Repetition is destiny only if we refuse to take responsibility for the state of our lives, for the part we played in getting us here. If a player refuses to watch the game tape, he’ll run the same play and make the same mistake until he gets cut. He’ll go to the next team, unchanged, and run the same play, the same way. Each time he goes down on that play, he stays down longer, gets up slower. The game isn’t harder; he’s weaker. He still won’t look at the footage. Eventually, he’ll stay on the ground, guarding the wound of his mistakes, dumbfounded. It’s his defiance, not the missteps, that cements his failure.
We blame and complain because it’s easy. It’s a passive activity that asks nothing from us. We will our pattern recognition offline in favor of the fantasy as a guard against a disappointing reality. Our ego stays intact. When things go bad, we can preach injustice and perform shock. Every line of thinking trails off into self-pity.
It’s true, people do exploit and mislead us. Some devise a strategy. And they don’t always announce themselves as puppeteers, though often enough they do. But our problem is that we plainly see their tactical insincerity and ignore it. Or worse, try to please the aggressor.

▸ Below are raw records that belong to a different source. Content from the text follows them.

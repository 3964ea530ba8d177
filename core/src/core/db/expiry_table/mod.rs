use crate::core::db::error::StoreError;
use crate::types::ExpiryKey;
use redb::{ReadTransaction, ReadableTable, TableDefinition, WriteTransaction};
use std::time::SystemTime;

/// Stores `ExpiryKey { expires_at, id }` entries ordered by expiry instant so
/// the purge pass only walks entries that are already due.
pub struct ExpiryTable {
    definition: TableDefinition<'static, ExpiryKey, ()>,
}

impl ExpiryTable {
    pub const fn new(name: &'static str) -> Self {
        Self {
            definition: TableDefinition::new(name),
        }
    }

    pub fn init(&self, txn: &WriteTransaction) -> Result<(), StoreError> {
        txn.open_table(self.definition)?;
        Ok(())
    }

    pub fn insert(&self, txn: &WriteTransaction, key: &ExpiryKey) -> Result<(), StoreError> {
        let mut table = txn.open_table(self.definition)?;
        table.insert(key, &())?;
        Ok(())
    }

    /// Returns `true` if the key was present.
    pub fn remove(&self, txn: &WriteTransaction, key: &ExpiryKey) -> Result<bool, StoreError> {
        let mut table = txn.open_table(self.definition)?;
        Ok(table.remove(key)?.is_some())
    }

    /// Returns keys where `expires_at <= now`, soonest first.
    pub fn expired(
        &self,
        txn: &ReadTransaction,
        now: SystemTime,
    ) -> Result<Vec<ExpiryKey>, StoreError> {
        let table = txn.open_table(self.definition)?;

        table
            .range(
                ..=ExpiryKey {
                    expires_at: now,
                    id: u64::MAX,
                },
            )?
            .map(|entry| {
                let (key_guard, _) = entry?;
                Ok(key_guard.value())
            })
            .collect()
    }

    #[cfg(test)]
    pub fn all(&self, txn: &ReadTransaction) -> Result<Vec<ExpiryKey>, StoreError> {
        let table = txn.open_table(self.definition)?;
        let mut keys = Vec::new();

        for entry in table.iter()? {
            let (key_guard, _) = entry?;
            keys.push(key_guard.value());
        }

        Ok(keys)
    }

    #[cfg(test)]
    pub fn len(&self, txn: &ReadTransaction) -> Result<u64, StoreError> {
        use redb::ReadableTableMetadata;

        let table = txn.open_table(self.definition)?;
        Ok(table.len()?)
    }
}

#[cfg(test)]
mod tests;
use super::Windows;
use std::path::PathBuf;

/// Core configuration for `Coordinator` initialization.
#[derive(Clone, Debug)]
pub struct Config {
    pub base_path: PathBuf,
    pub windows: Windows,
}

impl Config {
    pub fn db_path(&self) -> PathBuf {
        self.base_path.join("worldfeel.redb")
    }
}
use redb::TypeName;
pub use v2 as latest_record;

pub mod v1;
pub mod v2;

pub trait RecordVariant {
    const VERSION: u8;
}

#[derive(Debug, Clone)]
pub enum VersionedRecord {
    V1(v1::Record),
    V2(v2::Record),
}

impl VersionedRecord {
    pub fn into_latest(self) -> latest_record::Record {
        match self {
            VersionedRecord::V1(v) => v.into(),
            VersionedRecord::V2(v) => v,
        }
    }
}

impl redb::Value for VersionedRecord {
    type SelfType<'a> = VersionedRecord;
    type AsBytes<'a> = Vec<u8>;

    fn fixed_width() -> Option<usize> {
        None
    }

    fn from_bytes<'a>(data: &'a [u8]) -> Self::SelfType<'a>
    where
        Self: 'a,
    {
        let (version, data) = data.split_first().expect("empty data");
        match *version {
            v1::Record::VERSION => {
                let v1 = postcard::from_bytes::<v1::Record>(data).expect("invalid record");
                VersionedRecord::V1(v1)
            }
            v2::Record::VERSION => {
                let v2 = postcard::from_bytes::<v2::Record>(data).expect("invalid record");
                VersionedRecord::V2(v2)
            }
            version => panic!("unsupported version: {}", version),
        }
    }

    fn as_bytes<'a, 'b: 'a>(value: &'a Self::SelfType<'b>) -> Self::AsBytes<'a>
    where
        Self: 'b,
    {
        match value {
            VersionedRecord::V1(v1) => postcard::to_extend(v1, vec![v1::Record::VERSION]).unwrap(),
            VersionedRecord::V2(v2) => postcard::to_extend(v2, vec![v2::Record::VERSION]).unwrap(),
        }
    }

    fn type_name() -> TypeName {
        TypeName::new("worldfeel::Record")
    }
}
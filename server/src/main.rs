#[tokio::main]
async fn main() -> Result<(), Box<dyn std::error::Error>> {
    worldfeel_server::start_server().await?;
    Ok(())
}
//! Error taxonomy for the inference pipeline.
//!
//! These are kinds, not wrapped foreign error types: every fallible
//! operation in the core maps its failure onto one of these variants so
//! protocol adapters can translate them into wire-level statuses (HTTP
//! codes, gRPC statuses) without needing to understand the internals of
//! whichever component raised the error.

use std::fmt;

#[derive(Debug, thiserror::Error)]
pub enum Error {
    #[error("invalid argument: {0}")]
    InvalidArgument(String),

    #[error("file not found: {0}")]
    FileNotFound(String),

    #[error("external error: {0}")]
    External(String),

    #[error("runtime error: {0}")]
    Runtime(String),

    #[error("connection error: {0}")]
    ConnectionError(String),

    #[error("bad status: {0}")]
    BadStatus(String),

    #[error("environment variable not set: {0}")]
    EnvironmentNotSet(String),
}

impl Error {
    pub fn invalid_argument(msg: impl fmt::Display) -> Self {
        Error::InvalidArgument(msg.to_string())
    }

    pub fn runtime(msg: impl fmt::Display) -> Self {
        Error::Runtime(msg.to_string())
    }

    pub fn external(msg: impl fmt::Display) -> Self {
        Error::External(msg.to_string())
    }

    pub fn file_not_found(msg: impl fmt::Display) -> Self {
        Error::FileNotFound(msg.to_string())
    }

    /// The HTTP status a REST adapter should map this error onto (§7).
    pub fn http_status(&self) -> u16 {
        match self {
            Error::InvalidArgument(_) => 400,
            Error::FileNotFound(_) => 404,
            Error::External(_) | Error::Runtime(_) => 500,
            Error::ConnectionError(_) => 502,
            Error::BadStatus(_) => 500,
            Error::EnvironmentNotSet(_) => 500,
        }
    }
}

pub type Result<T> = std::result::Result<T, Error>;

It’s not other people’s moves that hurt us; it’s our state of mind. One so fragile it can’t let in what we permitted, overlooked, or did outright. Without that insight, we can’t learn enough to capitalize on the defeat. All the denial steals the energy we need to redirect our lives.
If we’re helpless victims, misery is all we can manufacture. The antidote to victimhood is to look honestly at the decisions we made and the neon signs we ignored. Even if we didn’t cause it, we still chose to fall for it. It’s only when we can look at the part we play in our failures and fantasies without wincing that we discover we are powerful creators.
Fear of the future stems from bafflement about how we got here and why these things keep happening. The fear is accurate because, in that delusion, we will predictably repeat the past. But as soon as we can see we are creators, not victims of circumstance, we are free to do something else. We can create anything we want if we’re willing to let go of fantasy in favor of what’s real.
Nothing is wasted when we’re willing to look. We don’t have to feel good about our past failures. We just have to stop telling ourselves it’s a mystery.
Quote
You can divide humanity into what people do with their pain.